» Work to complete
Whenever the word "month" appears on a line of the material below, that line is counted; state the total alone.

########

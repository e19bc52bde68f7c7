use chrono::{Local, TimeZone};
use photos_core::{ModelError, Photo, Tag};
use std::fs::File;
use std::path::{Path, PathBuf};
use std::time::SystemTime;

fn photo_file(dir: &Path, name: &str, modified: (i32, u32, u32)) -> PathBuf {
    let path = dir.join(name);
    let file = File::create(&path).unwrap();
    let (year, month, day) = modified;
    let at = Local
        .with_ymd_and_hms(year, month, day, 12, 0, 0)
        .unwrap();
    file.set_modified(SystemTime::from(at)).unwrap();
    path
}

#[test]
fn photo_new_reads_capture_time_from_file() {
    let dir = tempfile::tempdir().unwrap();
    let path = photo_file(dir.path(), "beach.jpg", (2023, 6, 15));

    let photo = Photo::new(&path).unwrap();

    assert_eq!(photo.path(), path.as_path());
    assert_eq!(photo.caption(), "");
    assert!(photo.tags().is_empty());
    assert_eq!(photo.formatted_captured_at(), "2023-06-15 12:00:00");
}

#[test]
fn photo_new_rejects_missing_file() {
    let dir = tempfile::tempdir().unwrap();
    let missing = dir.path().join("missing.jpg");

    let err = Photo::new(&missing).unwrap_err();
    match err {
        ModelError::Io { path, .. } => assert_eq!(path, missing),
        other => panic!("unexpected error: {other}"),
    }
}

#[test]
fn photo_new_rejects_blank_path() {
    let err = Photo::new("  ").unwrap_err();
    assert!(matches!(err, ModelError::InvalidArgument { .. }));
}

#[test]
fn photos_with_same_path_are_equal_despite_metadata() {
    let dir = tempfile::tempdir().unwrap();
    let path = photo_file(dir.path(), "beach.jpg", (2023, 1, 1));
    std::fs::create_dir(dir.path().join("trip")).unwrap();

    let mut direct = Photo::new(&path).unwrap();
    let detour = Photo::new(dir.path().join("trip").join("..").join("beach.jpg")).unwrap();
    direct.set_caption("Sunset");
    direct.add_tag(Tag::new("location", "Malibu").unwrap());

    assert_eq!(direct.path(), detour.path());
    assert_eq!(direct, detour);
}

#[test]
fn photo_caption_is_trimmed() {
    let dir = tempfile::tempdir().unwrap();
    let mut photo = Photo::new(photo_file(dir.path(), "a.jpg", (2023, 1, 1))).unwrap();

    photo.set_caption("  Sunset at the pier  ");
    assert_eq!(photo.caption(), "Sunset at the pier");

    photo.set_caption("   ");
    assert_eq!(photo.caption(), "");
}

#[test]
fn photo_tags_reject_case_insensitive_duplicates() {
    let dir = tempfile::tempdir().unwrap();
    let mut photo = Photo::new(photo_file(dir.path(), "a.jpg", (2023, 1, 1))).unwrap();

    assert!(photo.add_tag(Tag::new("location", "NYC").unwrap()));
    assert!(!photo.add_tag(Tag::new("Location", "nyc").unwrap()));
    assert!(photo.add_tag(Tag::new("person", "Ann").unwrap()));
    assert_eq!(photo.tags().len(), 2);

    assert!(photo.remove_tag(&Tag::new("LOCATION", "NYC").unwrap()));
    assert!(!photo.remove_tag(&Tag::new("location", "NYC").unwrap()));
    assert_eq!(photo.tags(), &[Tag::new("person", "Ann").unwrap()]);
}

#[test]
fn refresh_captured_at_follows_file_changes() {
    let dir = tempfile::tempdir().unwrap();
    let path = photo_file(dir.path(), "a.jpg", (2023, 1, 1));
    let mut photo = Photo::new(&path).unwrap();

    let later = Local.with_ymd_and_hms(2024, 2, 29, 12, 0, 0).unwrap();
    File::options()
        .write(true)
        .open(&path)
        .unwrap()
        .set_modified(SystemTime::from(later))
        .unwrap();
    photo.refresh_captured_at().unwrap();

    assert_eq!(photo.formatted_captured_at(), "2024-02-29 12:00:00");
}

########

» Problem solution
2